Воротимся, однако, еще раз к пьянству По, за которое его упрекают так, что можно подумать, будто все писатели Соединенных Штатов, кроме, конечно, Эдгара По, ангелы воздержания. Прежде всего нужно заметить, что По надо было очень немного вина, чтобы совершенно придти в ненормальное состояние. Весьма естественно, что человек замкнутый и глубоко несчастливый, брошенный ребенком на произвол судьбы, человек с головою, занятою постоянной мозговой работой, искал иногда наслаждения и забвения в вине. По бежал в мрак пьянства от литературных неудач, от семейного горя, от оскорблений бедности; По пил, не наслаждаясь, а как варвар, поспешно сберегая время, совершенно по-американски, точно он совершал какое-то убийство, точно ему надо было что-то заглушить в себе.
Тот самый "Southern Literary", который По поставил на ноги, говорит, что никогда чистота и изящество его слога, никогда ясность мысли, никогда любовь к труду не уменьшались от его страшной привычки; что сочинению лучших его статей всегда или предшествовал, или следовал известный кризис. После издания "Еврики" По отчаянно предался своей страсти, и в Нью-Йорке, в то самое утро, когда вышел "Ворон" и имя поэта переходило из уст в уста, литературная знаменитость переходила Бродвей, позорно шатаясь из стороны в сторону. Слова "предшествовал" и "следовал" доказывают, что вино служило для По и возбудительным средством, и отдыхом.

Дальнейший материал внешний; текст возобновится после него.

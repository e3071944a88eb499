//! # Storage Ports
//!
//! The services reach storage only through these traits, one per
//! aggregate. [`taquilla_db::Database`] implements all of them.
//!
//! ```text
//! QueueService  ──► QueueStore   ─┐
//!               ──► CatalogStore ─┤
//! OrderService  ──► CatalogStore ─┼──► taquilla_db::Database (SQLite)
//!               ──► OrderStore   ─┘
//!                     └── begin() → Box<dyn OrderTransaction>
//! ```
//!
//! [`OrderTransaction`] makes the placement / confirmation boundary explicit:
//! every mutation between `begin()` and `commit()` lands together or not at
//! all. Dropping a transaction without committing rolls it back.

use async_trait::async_trait;
use chrono::{DateTime, Utc};
use taquilla_core::{Event, Order, OrderDetails, OrderLine, Queue, Tariff, Turn, Zone};
use taquilla_db::{Database, DbResult, OrderTx};

// =============================================================================
// Queue Store
// =============================================================================

#[async_trait]
pub trait QueueStore: Send + Sync {
    async fn insert_queue(&self, queue: &Queue) -> DbResult<()>;
    async fn queue_by_event(&self, event_id: &str) -> DbResult<Option<Queue>>;
    async fn set_queue_active(&self, queue_id: &str, active: bool) -> DbResult<()>;

    async fn insert_turn(&self, turn: &Turn) -> DbResult<()>;
    async fn find_turn(&self, queue_id: &str, client_id: &str) -> DbResult<Option<Turn>>;
    /// 1-based rank by (joined_at, id).
    async fn turn_rank(&self, turn: &Turn) -> DbResult<i64>;
    async fn count_turns(&self, queue_id: &str) -> DbResult<i64>;
    async fn touch_turn(&self, queue_id: &str, client_id: &str, at: DateTime<Utc>)
        -> DbResult<bool>;
    async fn delete_turn(&self, queue_id: &str, client_id: &str) -> DbResult<bool>;
    async fn delete_turn_for_event(&self, event_id: &str, client_id: &str) -> DbResult<bool>;
    /// Single-statement delete of turns with `last_heartbeat_at < cutoff`.
    async fn delete_stale_turns(&self, cutoff: DateTime<Utc>) -> DbResult<u64>;
}

// =============================================================================
// Catalog Store
// =============================================================================

#[async_trait]
pub trait CatalogStore: Send + Sync {
    async fn event(&self, event_id: &str) -> DbResult<Option<Event>>;
    async fn zone(&self, zone_id: &str) -> DbResult<Option<Zone>>;
    async fn zones_for_event(&self, event_id: &str) -> DbResult<Vec<Zone>>;
    async fn tariffs_for_zone(&self, zone_id: &str) -> DbResult<Vec<Tariff>>;
}

// =============================================================================
// Order Store
// =============================================================================

#[async_trait]
pub trait OrderStore: Send + Sync {
    async fn begin(&self) -> DbResult<Box<dyn OrderTransaction>>;
    async fn order_details(&self, order_id: &str) -> DbResult<Option<OrderDetails>>;
}

/// Mutations of one order placement or confirmation.
#[async_trait]
pub trait OrderTransaction: Send {
    async fn insert_order(&mut self, order: &Order) -> DbResult<()>;
    async fn tickets_held(&mut self, client_id: &str, event_id: &str) -> DbResult<i64>;
    /// Guarded stock take; false when the zone would exceed capacity.
    async fn reserve_seats(&mut self, zone_id: &str, quantity: i64) -> DbResult<bool>;
    async fn zone(&mut self, zone_id: &str) -> DbResult<Option<Zone>>;
    async fn insert_line(&mut self, line: &OrderLine, position: i64) -> DbResult<()>;
    /// Guarded pending → completed; false when not pending.
    async fn complete_order(&mut self, order_id: &str, at: DateTime<Utc>) -> DbResult<bool>;
    async fn order(&mut self, order_id: &str) -> DbResult<Option<Order>>;
    async fn lines(&mut self, order_id: &str) -> DbResult<Vec<OrderLine>>;
    async fn points_balance(&mut self, client_id: &str) -> DbResult<i64>;
    async fn credit_points(&mut self, client_id: &str, points: i64, at: DateTime<Utc>)
        -> DbResult<i64>;
    /// Guarded debit; `None` when the balance does not cover it.
    async fn debit_points(
        &mut self,
        client_id: &str,
        points: i64,
        at: DateTime<Utc>,
    ) -> DbResult<Option<i64>>;
    async fn commit(self: Box<Self>) -> DbResult<()>;
    async fn rollback(self: Box<Self>) -> DbResult<()>;
}

// =============================================================================
// SQLite Implementations
// =============================================================================

#[async_trait]
impl QueueStore for Database {
    async fn insert_queue(&self, queue: &Queue) -> DbResult<()> {
        self.queues().insert_queue(queue).await
    }

    async fn queue_by_event(&self, event_id: &str) -> DbResult<Option<Queue>> {
        self.queues().get_by_event(event_id).await
    }

    async fn set_queue_active(&self, queue_id: &str, active: bool) -> DbResult<()> {
        self.queues().set_active(queue_id, active).await
    }

    async fn insert_turn(&self, turn: &Turn) -> DbResult<()> {
        self.queues().insert_turn(turn).await
    }

    async fn find_turn(&self, queue_id: &str, client_id: &str) -> DbResult<Option<Turn>> {
        self.queues().find_turn(queue_id, client_id).await
    }

    async fn turn_rank(&self, turn: &Turn) -> DbResult<i64> {
        self.queues().rank_of(turn).await
    }

    async fn count_turns(&self, queue_id: &str) -> DbResult<i64> {
        self.queues().count_turns(queue_id).await
    }

    async fn touch_turn(
        &self,
        queue_id: &str,
        client_id: &str,
        at: DateTime<Utc>,
    ) -> DbResult<bool> {
        self.queues().touch_turn(queue_id, client_id, at).await
    }

    async fn delete_turn(&self, queue_id: &str, client_id: &str) -> DbResult<bool> {
        self.queues().delete_turn(queue_id, client_id).await
    }

    async fn delete_turn_for_event(&self, event_id: &str, client_id: &str) -> DbResult<bool> {
        self.queues().delete_turn_for_event(event_id, client_id).await
    }

    async fn delete_stale_turns(&self, cutoff: DateTime<Utc>) -> DbResult<u64> {
        self.queues().delete_stale_turns(cutoff).await
    }
}

#[async_trait]
impl CatalogStore for Database {
    async fn event(&self, event_id: &str) -> DbResult<Option<Event>> {
        self.catalog().get_event(event_id).await
    }

    async fn zone(&self, zone_id: &str) -> DbResult<Option<Zone>> {
        self.catalog().get_zone(zone_id).await
    }

    async fn zones_for_event(&self, event_id: &str) -> DbResult<Vec<Zone>> {
        self.catalog().zones_for_event(event_id).await
    }

    async fn tariffs_for_zone(&self, zone_id: &str) -> DbResult<Vec<Tariff>> {
        self.catalog().tariffs_for_zone(zone_id).await
    }
}

#[async_trait]
impl OrderStore for Database {
    async fn begin(&self) -> DbResult<Box<dyn OrderTransaction>> {
        let tx = self.orders().begin().await?;
        Ok(Box::new(tx))
    }

    async fn order_details(&self, order_id: &str) -> DbResult<Option<OrderDetails>> {
        self.orders().get_details(order_id).await
    }
}

#[async_trait]
impl OrderTransaction for OrderTx {
    async fn insert_order(&mut self, order: &Order) -> DbResult<()> {
        OrderTx::insert_order(self, order).await
    }

    async fn tickets_held(&mut self, client_id: &str, event_id: &str) -> DbResult<i64> {
        OrderTx::tickets_held(self, client_id, event_id).await
    }

    async fn reserve_seats(&mut self, zone_id: &str, quantity: i64) -> DbResult<bool> {
        OrderTx::reserve_seats(self, zone_id, quantity).await
    }

    async fn zone(&mut self, zone_id: &str) -> DbResult<Option<Zone>> {
        OrderTx::zone(self, zone_id).await
    }

    async fn insert_line(&mut self, line: &OrderLine, position: i64) -> DbResult<()> {
        OrderTx::insert_line(self, line, position).await
    }

    async fn complete_order(&mut self, order_id: &str, at: DateTime<Utc>) -> DbResult<bool> {
        OrderTx::complete_order(self, order_id, at).await
    }

    async fn order(&mut self, order_id: &str) -> DbResult<Option<Order>> {
        OrderTx::order(self, order_id).await
    }

    async fn lines(&mut self, order_id: &str) -> DbResult<Vec<OrderLine>> {
        OrderTx::lines(self, order_id).await
    }

    async fn points_balance(&mut self, client_id: &str) -> DbResult<i64> {
        OrderTx::points_balance(self, client_id).await
    }

    async fn credit_points(
        &mut self,
        client_id: &str,
        points: i64,
        at: DateTime<Utc>,
    ) -> DbResult<i64> {
        OrderTx::credit_points(self, client_id, points, at).await
    }

    async fn debit_points(
        &mut self,
        client_id: &str,
        points: i64,
        at: DateTime<Utc>,
    ) -> DbResult<Option<i64>> {
        OrderTx::debit_points(self, client_id, points, at).await
    }

    async fn commit(self: Box<Self>) -> DbResult<()> {
        OrderTx::commit(*self).await
    }

    async fn rollback(self: Box<Self>) -> DbResult<()> {
        OrderTx::rollback(*self).await
    }
}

В пьянстве, подобно быстрым и поражающим нас впечатлениям, тем более поразительным, чем они мимолетнее, как при воспоминаниях, возбуждаемых в нас звуком колокола или какой-нибудь мелодией, или подобно странным снам, — в пьянстве, говорим мы, существуют не только сцепления мечтаний, но и целые серии размышлений, для возрождения которых нужна среда, давшая им начало. Во многих случаях — конечно, не во всех — пьянство По было мнемоническое, оно служило методом работы, методом энергическим и смертельным, но вполне пригодным для его страстной натуры. Поэт выучился пить, как аккуратный литератор приучается вести свои записные тетради. По не имел сил устоять против желания снова предаться странным или страшным мечтаниям и остроумному мышлению, которые он испытывал ранее, и, чтобы снова свидеться с ними, снова пережить их в себе, он выбирал опасный, но зато самый прямой путь…
Из пяти прозаических томов Эдгара По, мы дадим читателю только те рассказы, в которых обрисовываются полнее личные особенности этого своеобразного и своенравного таланта, его внутренний мир и его социальные воззрения. Мы начнем с рассказов, которые по жонглерству мысли можно бы назвать юридическими. Но, конечно, юриспруденция тут не при чем, и не ее имел в виду Эдгар По.